Scheduling in or-tools

Or-tools provides ingredients to tackle scheduling problems

For starters, we have (Conditional) Interval variables

slv.FixedDurationIntervalVar(start_min, start_max,
                             duration, optional, name)

• They are special variables that represent activities
• Each is associated to a start time, end time, and duration
• When we build the var. we specify the range for the start time
• In or-tools, the duration is always fixed...
• ...Other solvers support durations as decision variables

Scheduling in or-tools

Or-tools provides ingredients to tackle scheduling problems

For starters, we have (Conditional) Interval variables

slv.FixedDurationIntervalVar(start_min, start_max,
                             duration, optional, name)

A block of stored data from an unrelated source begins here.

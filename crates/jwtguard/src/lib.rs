//! # jwtguard - Bearer JWT Gates for Tower
//!
//! Request authentication and scope authorization middleware for `http` services built on
//! Tower.
//!
//! ## Design Principles
//!
//! - **Two Composable Stages**: a token gate validates the credential, scope gates authorize it
//! - **Caller-Owned Keys**: signature keys come from a [`KeyResolver`]; the crate never fetches
//!   or caches key material
//! - **Opaque Rejections**: every verification failure surfaces as "invalid token"; the specific
//!   cause only reaches the logs
//! - **Immutable Configuration**: options are merged once per gate and shared by all requests
//!
//! ## Architecture
//!
//! - [`extract`] - Credential extraction (`Authorization: Bearer <token>` by default)
//! - [`claims`] - The [`Claims`] capability plus [`MapClaims`] and [`RegisteredClaims`]
//! - [`token`] - [`VerifiedToken`] and the [`TokenKey`] it is stored under
//! - [`key`] - [`KeyResolver`] with static and JWK set implementations
//! - [`config`] - [`ValidatorOptions`] and their merge into a [`ValidatorConfig`]
//! - [`validator`] - The [`TokenValidator`] state machine
//! - [`scope`] - [`ScopeAuthorizer`] and the ALL / ANY conjunction policies
//! - `tower` - `JwtLayer` and `ScopeLayer` (feature `middleware`, on by default)
//!
//! ## Feature Flags
//!
//! - `middleware` (default) - Tower layers; `tower` is an alias. Without it the crate exposes
//!   [`TokenValidator`] and [`ScopeAuthorizer`] for other transports.
//!
//! ## Quick Start
//!
//! ```rust
//! # #[cfg(feature = "middleware")] {
//! use jsonwebtoken::Algorithm;
//! use jwtguard::tower::{JwtLayer, ScopeLayer};
//! use jwtguard::{MapClaims, StaticKey, ValidatorOptions};
//!
//! let auth: JwtLayer<MapClaims> = JwtLayer::new(
//!     ValidatorOptions::new()
//!         .key_resolver(StaticKey::from_secret(b"secret"))
//!         .algorithm(Algorithm::HS256),
//! );
//! let orders: ScopeLayer<MapClaims> = ScopeLayer::require(["orders:read"]).unwrap();
//!
//! // let service = ServiceBuilder::new().layer(auth).layer(orders).service(handler);
//! # let _ = (auth, orders);
//! # }
//! ```
//!
//! ## Logging
//!
//! Every terminal outcome emits one `tracing` event: `info` for rejections, `debug` for
//! admissions, optional-mode pass-through and augmentation failures. Without a subscriber the
//! crate logs nothing.

#![cfg_attr(docsrs, feature(doc_cfg))]

pub mod claims;
pub mod config;
pub mod error;
pub mod extract;
pub mod key;
pub mod scope;
pub mod token;
#[cfg(feature = "middleware")]
#[cfg_attr(docsrs, doc(cfg(feature = "middleware")))]
pub mod tower;
pub mod validator;

#[doc(inline)]
pub use claims::{Audience, Claims, ClaimsError, MapClaims, RegisteredClaims, TemporalClaims};
#[doc(inline)]
pub use config::{
    ContextAugmenter, ErrorResponder, PassThrough, TokenCheck, ValidatorConfig, ValidatorOptions,
    ValidatorSettings, plain_text_responder,
};
#[doc(inline)]
pub use error::{BoxError, ConfigError, GateError};
#[doc(inline)]
pub use extract::{BearerExtractor, ExtractError, TokenExtractor};
#[doc(inline)]
pub use key::{JwkSetResolver, KeyError, KeyResolver, NoKeyResolver, StaticKey};
#[doc(inline)]
pub use scope::{Conjunction, ScopeAuthorizer, ScopePolicy, ScopeSettings};
#[doc(inline)]
pub use token::{DEFAULT_TOKEN_KEY, TokenKey, UnverifiedToken, VerifiedToken};
#[cfg(feature = "middleware")]
#[doc(inline)]
pub use self::tower::{JwtLayer, JwtService, ScopeLayer, ScopeService};
#[doc(inline)]
pub use validator::TokenValidator;
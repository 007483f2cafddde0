//! Verified tokens and their request-scoped storage
//!
//! The token gate stores each [`VerifiedToken`] in the request's [`Extensions`] under a
//! [`TokenKey`]. Keys let several token gates coexist on one request (for example an access
//! token and an ID token), and let the scope gate find the token it should authorize.

use std::any::Any;
use std::collections::HashMap;
use std::fmt;
use std::sync::Arc;

use http::Extensions;
use jsonwebtoken::{Algorithm, Header};
use serde_json::Value;

use crate::claims::{Claims, MapClaims};

/// Key a verified token is stored under in the request extensions
#[derive(Debug, Clone, Copy, PartialEq, Eq, Hash)]
pub struct TokenKey(&'static str);

/// Key used unless another one is configured
pub const DEFAULT_TOKEN_KEY: TokenKey = TokenKey::new("jwtguard.token");

impl TokenKey {
    /// Create a key
    pub const fn new(name: &'static str) -> Self {
        Self(name)
    }

    /// Key name
    pub fn name(&self) -> &'static str {
        self.0
    }

    /// Store `token` under this key, replacing any previous token
    pub fn insert<C: Claims>(&self, extensions: &mut Extensions, token: VerifiedToken<C>) {
        self.insert_shared(extensions, Arc::new(token));
    }

    /// Store an already shared token under this key
    pub fn insert_shared<C: Claims>(&self, extensions: &mut Extensions, token: Arc<VerifiedToken<C>>) {
        let mut slots = extensions.remove::<TokenSlots>().unwrap_or_default();
        slots.0.insert(*self, token);
        extensions.insert(slots);
    }

    /// Fetch the token stored under this key
    ///
    /// Returns `None` if nothing is stored, or if the stored token carries a different claim
    /// type than `C`.
    pub fn get<C: Claims>(&self, extensions: &Extensions) -> Option<Arc<VerifiedToken<C>>> {
        let slot = extensions.get::<TokenSlots>()?.0.get(self)?;
        Arc::clone(slot).downcast::<VerifiedToken<C>>().ok()
    }

    /// Returns `true` if any token is stored under this key
    pub fn is_present(&self, extensions: &Extensions) -> bool {
        extensions
            .get::<TokenSlots>()
            .is_some_and(|slots| slots.0.contains_key(self))
    }
}

impl Default for TokenKey {
    fn default() -> Self {
        DEFAULT_TOKEN_KEY
    }
}

impl fmt::Display for TokenKey {
    fn fmt(&self, f: &mut fmt::Formatter<'_>) -> fmt::Result {
        f.write_str(self.0)
    }
}

#[derive(Clone, Default)]
struct TokenSlots(HashMap<TokenKey, Arc<dyn Any + Send + Sync>>);

/// A token whose signature has not been checked yet
///
/// Handed to key resolvers so they can pick a key by `kid`, issuer or any other claim. Nothing
/// in it is trustworthy.
#[derive(Debug)]
pub struct UnverifiedToken<'a> {
    raw: &'a str,
    header: &'a Header,
    claims: &'a Value,
}

impl<'a> UnverifiedToken<'a> {
    pub(crate) fn new(raw: &'a str, header: &'a Header, claims: &'a Value) -> Self {
        Self { raw, header, claims }
    }

    /// Compact serialization as presented by the client
    pub fn raw(&self) -> &'a str {
        self.raw
    }

    /// Decoded JOSE header
    pub fn header(&self) -> &'a Header {
        self.header
    }

    /// Advertised signing algorithm
    pub fn algorithm(&self) -> Algorithm {
        self.header.alg
    }

    /// Key ID, if the header has one
    pub fn key_id(&self) -> Option<&'a str> {
        self.header.kid.as_deref()
    }

    /// Decoded payload
    pub fn claims(&self) -> &'a Value {
        self.claims
    }
}

/// A token that passed signature verification and every configured check
///
/// Immutable once built. Downstream handlers receive it as `Arc<VerifiedToken<C>>`.
#[derive(Debug, Clone)]
pub struct VerifiedToken<C = MapClaims> {
    raw: String,
    header: Header,
    claims: C,
}

impl<C: Claims> VerifiedToken<C> {
    pub(crate) fn new(raw: String, header: Header, claims: C) -> Self {
        Self { raw, header, claims }
    }

    /// Compact serialization of the token
    pub fn raw(&self) -> &str {
        &self.raw
    }

    /// JOSE header
    pub fn header(&self) -> &Header {
        &self.header
    }

    /// Signing algorithm from the header
    pub fn algorithm(&self) -> Algorithm {
        self.header.alg
    }

    /// Decoded claims
    pub fn claims(&self) -> &C {
        &self.claims
    }

    /// Always `true`: a `VerifiedToken` only exists once validation succeeded
    pub fn is_valid(&self) -> bool {
        true
    }
}
//! Scope authorization
//!
//! The scope gate runs after a token gate. It reads the verified token from the request
//! extensions, derives the token's scopes and checks them against a fixed, non-empty set of
//! required scopes. It never modifies the request.
//!
//! Scope gates stack: wrap nested routes in further `ScopeLayer`s
//! with their own requirements, and the token is validated only once.

pub mod policy;

use std::fmt;
use std::sync::Arc;

use http::request::Parts;
use http::{Extensions, Response, StatusCode};
use serde::{Deserialize, Serialize};
use tracing::{debug, info};

use crate::claims::{Claims, MapClaims};
use crate::config::{ErrorResponder, plain_text_responder};
use crate::error::{BoxError, ConfigError, GateError};
use crate::token::{DEFAULT_TOKEN_KEY, TokenKey, VerifiedToken};

pub use policy::{Conjunction, ScopePolicy, all_of, any_of};

/// Derives the scope list from a verified token
pub type ScopeDeriver<C> =
    Arc<dyn Fn(&VerifiedToken<C>) -> Result<Vec<String>, BoxError> + Send + Sync>;

/// Custom lookup of the verified token in the request extensions
pub type TokenLookupFn<C> =
    Arc<dyn Fn(&Extensions) -> Option<Arc<VerifiedToken<C>>> + Send + Sync>;

enum TokenLookup<C> {
    Key(TokenKey),
    Custom(TokenLookupFn<C>),
}

impl<C> Clone for TokenLookup<C> {
    fn clone(&self) -> Self {
        match self {
            Self::Key(key) => Self::Key(*key),
            Self::Custom(lookup) => Self::Custom(Arc::clone(lookup)),
        }
    }
}

impl<C> fmt::Debug for TokenLookup<C> {
    fn fmt(&self, f: &mut fmt::Formatter<'_>) -> fmt::Result {
        match self {
            Self::Key(key) => f.debug_tuple("Key").field(key).finish(),
            Self::Custom(_) => f.write_str("Custom"),
        }
    }
}

impl<C: Claims> TokenLookup<C> {
    fn find(&self, extensions: &Extensions) -> Option<Arc<VerifiedToken<C>>> {
        match self {
            Self::Key(key) => key.get(extensions),
            Self::Custom(lookup) => lookup(extensions),
        }
    }
}

/// Checks a verified token's scopes against a required set
///
/// ```rust
/// use jwtguard::scope::{Conjunction, ScopeAuthorizer};
///
/// let authorizer: ScopeAuthorizer = ScopeAuthorizer::new(["read", "write"])
///     .unwrap()
///     .conjunction(Conjunction::Any);
/// assert_eq!(authorizer.required(), ["read", "write"]);
/// ```
pub struct ScopeAuthorizer<C = MapClaims> {
    required: Vec<String>,
    lookup: TokenLookup<C>,
    derive: ScopeDeriver<C>,
    policy: Arc<dyn ScopePolicy>,
    error_responder: ErrorResponder,
}

impl<C> Clone for ScopeAuthorizer<C> {
    fn clone(&self) -> Self {
        Self {
            required: self.required.clone(),
            lookup: self.lookup.clone(),
            derive: Arc::clone(&self.derive),
            policy: Arc::clone(&self.policy),
            error_responder: Arc::clone(&self.error_responder),
        }
    }
}

impl<C> fmt::Debug for ScopeAuthorizer<C> {
    fn fmt(&self, f: &mut fmt::Formatter<'_>) -> fmt::Result {
        f.debug_struct("ScopeAuthorizer")
            .field("required", &self.required)
            .field("lookup", &self.lookup)
            .finish_non_exhaustive()
    }
}

impl<C: Claims> ScopeAuthorizer<C> {
    /// Create an authorizer requiring every scope in `required`
    ///
    /// Defaults: token under [`DEFAULT_TOKEN_KEY`], scopes from [`Claims::scopes`],
    /// [`Conjunction::All`], plain-text 403 responses.
    ///
    /// # Errors
    ///
    /// Returns [`ConfigError::EmptyScopes`] if `required` is empty.
    pub fn new<I, S>(required: I) -> Result<Self, ConfigError>
    where
        I: IntoIterator<Item = S>,
        S: Into<String>,
    {
        let required: Vec<String> = required.into_iter().map(Into::into).collect();
        if required.is_empty() {
            return Err(ConfigError::EmptyScopes);
        }

        Ok(Self {
            required,
            lookup: TokenLookup::Key(DEFAULT_TOKEN_KEY),
            derive: Arc::new(claim_scopes::<C>),
            policy: Arc::new(Conjunction::All),
            error_responder: plain_text_responder(StatusCode::FORBIDDEN),
        })
    }

    /// Combine the required scopes with `conjunction`
    #[must_use]
    pub fn conjunction(self, conjunction: Conjunction) -> Self {
        self.policy(conjunction)
    }

    /// Use a custom scope policy
    #[must_use]
    pub fn policy(mut self, policy: impl ScopePolicy) -> Self {
        self.policy = Arc::new(policy);
        self
    }

    /// Read the token stored under `key`
    #[must_use]
    pub fn token_key(mut self, key: TokenKey) -> Self {
        self.lookup = TokenLookup::Key(key);
        self
    }

    /// Find the token with a custom lookup
    #[must_use]
    pub fn token_lookup<F>(mut self, lookup: F) -> Self
    where
        F: Fn(&Extensions) -> Option<Arc<VerifiedToken<C>>> + Send + Sync + 'static,
    {
        self.lookup = TokenLookup::Custom(Arc::new(lookup));
        self
    }

    /// Derive scopes with a custom function
    #[must_use]
    pub fn derive_scopes<F>(mut self, derive: F) -> Self
    where
        F: Fn(&VerifiedToken<C>) -> Result<Vec<String>, BoxError> + Send + Sync + 'static,
    {
        self.derive = Arc::new(derive);
        self
    }

    /// Render rejections with `responder`
    #[must_use]
    pub fn error_responder<F>(mut self, responder: F) -> Self
    where
        F: Fn(&Parts, &GateError) -> Response<String> + Send + Sync + 'static,
    {
        self.error_responder = Arc::new(responder);
        self
    }

    /// Required scopes, in configured order
    pub fn required(&self) -> &[String] {
        &self.required
    }

    /// Authorize a request head
    ///
    /// # Errors
    ///
    /// - [`GateError::TokenMissing`] if no verified token is in the request extensions
    /// - [`GateError::ClaimsExtractionFailed`] if the scopes cannot be derived
    /// - [`GateError::InsufficientPrivileges`] if the policy rejects the scopes
    pub fn authorize(&self, parts: &Parts) -> Result<(), GateError> {
        let Some(token) = self.lookup.find(&parts.extensions) else {
            info!("no verified token in request context");
            return Err(GateError::TokenMissing);
        };

        let scopes = match (self.derive)(&*token) {
            Ok(scopes) => scopes,
            Err(err) => {
                info!(error = %err, "error extracting scopes from claims");
                return Err(GateError::ClaimsExtractionFailed);
            }
        };

        if !self.policy.admits(&self.required, &scopes) {
            info!(
                required = ?self.required,
                scopes = ?scopes,
                "insufficient privileges"
            );
            return Err(GateError::InsufficientPrivileges);
        }

        debug!(required = ?self.required, "scopes authorized");
        Ok(())
    }

    /// Render a rejection with the configured error responder
    pub fn reject(&self, parts: &Parts, err: &GateError) -> Response<String> {
        (self.error_responder)(parts, err)
    }
}

fn claim_scopes<C: Claims>(token: &VerifiedToken<C>) -> Result<Vec<String>, BoxError> {
    Ok(token.claims().scopes()?)
}

/// Declarative scope gate settings
#[derive(Debug, Clone, Default, PartialEq, Eq, Serialize, Deserialize)]
pub struct ScopeSettings {
    /// Required scopes
    pub required: Vec<String>,
    /// How the required scopes combine
    #[serde(default)]
    pub conjunction: Conjunction,
}

impl ScopeSettings {
    /// Build an authorizer from these settings
    ///
    /// # Errors
    ///
    /// Returns [`ConfigError::EmptyScopes`] if no scopes are required.
    pub fn into_authorizer<C: Claims>(self) -> Result<ScopeAuthorizer<C>, ConfigError> {
        Ok(ScopeAuthorizer::new(self.required)?.conjunction(self.conjunction))
    }
}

The start and end time can be accessed in multiple ways:

• If we just need the ranges:

x.StartMin(), x.StartMax(), x.EndMin(), x.EndMax()

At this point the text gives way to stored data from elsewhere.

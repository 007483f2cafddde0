//! Error types for the token and scope gates
//!
//! [`GateError`] is the outward-facing taxonomy handed to error responders. Token validation
//! failures are collapsed onto [`GateError::TokenInvalid`]; the specific cause only reaches the
//! log.

use std::time::Duration;

use jsonwebtoken::Algorithm;

use crate::claims::ClaimsError;

/// Boxed error returned by caller-supplied hooks (extractors, key resolvers, custom checks,
/// context augmenters, scope derivations).
pub type BoxError = Box<dyn std::error::Error + Send + Sync>;

/// Canonical rejection kinds produced by the token and scope gates
#[derive(Debug, thiserror::Error)]
pub enum GateError {
    /// A credential was presented but could not be parsed (wrong scheme, extra or missing parts)
    #[error("error extracting token")]
    ExtractionFailed,

    /// No credential was presented; the only kind optional mode can suppress
    #[error("missing token")]
    TokenMissing,

    /// Signature, structure, algorithm pin, claims self-check or custom check failure
    #[error("invalid token")]
    TokenInvalid,

    /// The scope gate could not derive a capability list from the verified token
    #[error("error extracting claims")]
    ClaimsExtractionFailed,

    /// The scope gate's policy rejected the candidate capabilities
    #[error("insufficient privileges")]
    InsufficientPrivileges,

    /// The context augmenter failed after the token was accepted. Surfaced verbatim.
    #[error(transparent)]
    Augmentation(BoxError),
}

impl GateError {
    /// Returns `true` for the kind optional mode is allowed to downgrade
    #[must_use]
    pub fn is_missing(&self) -> bool {
        matches!(self, Self::TokenMissing)
    }

    /// Stable machine-readable name of the error kind
    #[must_use]
    pub fn kind(&self) -> &'static str {
        match self {
            Self::ExtractionFailed => "extraction_failed",
            Self::TokenMissing => "token_missing",
            Self::TokenInvalid => "token_invalid",
            Self::ClaimsExtractionFailed => "claims_extraction_failed",
            Self::InsufficientPrivileges => "insufficient_privileges",
            Self::Augmentation(_) => "augmentation_failed",
        }
    }
}

/// Setup-time configuration errors. Raised while building a gate, never per request.
#[derive(Debug, thiserror::Error)]
pub enum ConfigError {
    /// A scope gate was built with no required scopes
    #[error("required scopes must contain at least one scope")]
    EmptyScopes,

    /// The configured credential header is not a valid HTTP header name
    #[error("invalid header name '{0}'")]
    InvalidHeaderName(String),
}

/// Why a token was rejected. Logged as-is, reported as its [`GateError`] kind.
#[derive(Debug, thiserror::Error)]
pub(crate) enum Rejection {
    #[error("error extracting token: {0}")]
    Extraction(BoxError),

    #[error("missing token")]
    Missing,

    #[error("malformed token: {0}")]
    Malformed(String),

    #[error("key resolution failed: {0}")]
    KeyResolution(BoxError),

    #[error("key resolution timed out after {0:?}")]
    KeyResolutionTimeout(Duration),

    #[error("error parsing token: {0}")]
    Verification(jsonwebtoken::errors::Error),

    #[error("invalid signing algorithm, expected '{expected:?}' but got '{actual:?}'")]
    AlgorithmMismatch {
        expected: Algorithm,
        actual: Algorithm,
    },

    #[error("invalid claims: {0}")]
    Claims(ClaimsError),

    #[error("custom validation failed: {0}")]
    Custom(BoxError),
}

impl Rejection {
    /// Collapse the specific cause onto the outward-facing kind
    pub(crate) fn into_gate_error(self) -> GateError {
        match self {
            Self::Extraction(_) => GateError::ExtractionFailed,
            Self::Missing => GateError::TokenMissing,
            Self::Malformed(_)
            | Self::KeyResolution(_)
            | Self::KeyResolutionTimeout(_)
            | Self::Verification(_)
            | Self::AlgorithmMismatch { .. }
            | Self::Claims(_)
            | Self::Custom(_) => GateError::TokenInvalid,
        }
    }
}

• If we need to use the values inside a constraint:

x.StartExpr(), x.EndExpr()

Scheduling in or-tools

Or-tools provides ingredients to tackle scheduling problems

For starters, we have (Conditional) Interval variables

slv.FixedDurationIntervalVar(start_min, start_max,
                             duration, optional, name)

The activities may be optional

• An optional activity may be performed or not performed
• The state is a decision variable (the solver will fix it in a solution)
• Non-performed activities never cause fails
  • E.g. they do not use resources
• They are useful to model planning/resource assignment decisions

We will only deal with non-optional activities

Scheduling in or-tools

Or-tools provides ingredients to tackle scheduling problems

Second, we have precedence constraints:

x.StartsAfterEnd(y)
x.StartsAfterEndWithDelay(y, delay)
x.EndsAfterStart(y)
...

• x and y are two activity variables
• Each method builds a new constraint

In principle, we could also use:

y.EndExpr() <= x.StartExpr()

• But then we would need to handle non-performed activities
• Moreover, some resource propagators can use precedences

Scheduling in or-tools

Or-tools provides ingredients to tackle scheduling problems

Third, we have resource constraints:

• We have ${\rm\scriptsize CUMULATIVE}$, accessible as:

slv.Cumulative(X, reqs, cap, name)

• X is a list of activity variables
• reqs is the list of resource requirements
• cap is the resource capacity
• There is no need to specify the durations...
• ...Because they are known from the interval variables

Scheduling in or-tools

Or-tools provides ingredients to tackle scheduling problems

Third, we have resource constraints:

• For the special case of unary resources:

slv.DisjunctiveConstraint(X, name)

• Both the capacity and the requirements are 1
• Many propagators have more efficient versions for this case

Scheduling in or-tools

Or-tools provides ingredients to tackle scheduling problems

Finally, we have specialized search strategies:

slv.Phase(X, strategy)

Where strategy can take the values:

• slv.INTERVAL_SET_TIMES_FORWARD ("SetTimes" from ch9)
• slv.INTERVAL_SET_TIMES_BACKWARD (a "SetTimes" variant)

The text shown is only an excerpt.